# Given entries

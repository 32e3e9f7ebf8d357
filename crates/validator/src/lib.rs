//! # sieve-validator
//!
//! Named-rule input validation: a value holder with a catalog of
//! predicates, a validation chain that records failures per rule and key,
//! `oneOf` / `allOf` combinators and a Luhn checksum engine for Swedish
//! personal and organisation numbers, payment cards and VAT numbers.
//!
//! ## Quick Start
//!
//! ```
//! use serde_json::json;
//! use sieve_validator::prelude::*;
//!
//! let mut chain = ValidationChain::new("john.doe@gmail.com");
//! chain.map_error_to_key("email").check("isEmail", &[])?;
//! chain.map_error_to_key("email").check("length", &[json!(1), json!(16)])?;
//!
//! let errors = chain.errors();
//! assert_eq!(errors.len(), 1);
//! assert_eq!(errors.errors()[0].code, "length");
//! # Ok::<(), DispatchError>(())
//! ```
//!
//! ## Layers
//!
//! - [`input::Input`]: the value holder and its predicates (`is_email`,
//!   `is_zip`, `is_social_number`, ...)
//! - [`rules`]: the name registry, negation (`!isEmail`, `notIsEmail`) and
//!   argument decoding
//! - [`chain::ValidationChain`]: runs rules by name and keeps the failure map
//! - [`luhn`]: checksum engine, usable without the rest
//! - [`validators`]: typed [`Validate`](foundation::Validate)
//!   implementations behind the string predicates
//! - [`dns`]: the resolver collaborator behind the DNS predicates
//!
//! ## Creating Validators
//!
//! Use the [`validator!`] macro for zero-boilerplate validators,
//! or implement [`Validate`](foundation::Validate) manually for complex cases.

// ValidationError is the error type of every typed validator; boxing it
// would add indirection to every call.
#![allow(clippy::result_large_err)]

pub mod chain;
pub mod config;
pub mod dns;
pub mod error;
pub mod foundation;
pub mod input;
pub mod luhn;
mod macros;
pub mod prelude;
pub mod rules;
pub mod validators;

# Instructions to follow
Please output the listing above exactly, every line included.

# Exercise result
repository 32e3e9f7ebf8d357
filename crates/validator/src/lib.rs
//! # sieve-validator
//!
//! Named-rule input validation: a value holder with a catalog of
//! predicates, a validation chain that records failures per rule and key,
//! `oneOf` / `allOf` combinators and a Luhn checksum engine for Swedish
//! personal and organisation numbers, payment cards and VAT numbers.
//!
//! ## Quick Start
//!
//! ```
//! use serde_json::json;
//! use sieve_validator::prelude::*;
//!
//! let mut chain = ValidationChain::new("john.doe@gmail.com");
//! chain.map_error_to_key("email").check("isEmail", &[])?;
//! chain.map_error_to_key("email").check("length", &[json!(1), json!(16)])?;
//!
//! let errors = chain.errors();
//! assert_eq!(errors.len(), 1);
//! assert_eq!(errors.errors()[0].code, "length");
//! # Ok::<(), DispatchError>(())
//! ```
//!
//! ## Layers
//!
//! - [`input::Input`]: the value holder and its predicates (`is_email`,
//!   `is_zip`, `is_social_number`, ...)
//! - [`rules`]: the name registry, negation (`!isEmail`, `notIsEmail`) and
//!   argument decoding
//! - [`chain::ValidationChain`]: runs rules by name and keeps the failure map
//! - [`luhn`]: checksum engine, usable without the rest
//! - [`validators`]: typed [`Validate`](foundation::Validate)
//!   implementations behind the string predicates
//! - [`dns`]: the resolver collaborator behind the DNS predicates
//!
//! ## Creating Validators
//!
//! Use the [`validator!`] macro for zero-boilerplate validators,
//! or implement [`Validate`](foundation::Validate) manually for complex cases.

// ValidationError is the error type of every typed validator; boxing it
// would add indirection to every call.
#![allow(clippy::result_large_err)]

pub mod chain;
pub mod config;
pub mod dns;
pub mod error;
pub mod foundation;
pub mod input;
pub mod luhn;
mod macros;
pub mod prelude;
pub mod rules;
pub mod validators;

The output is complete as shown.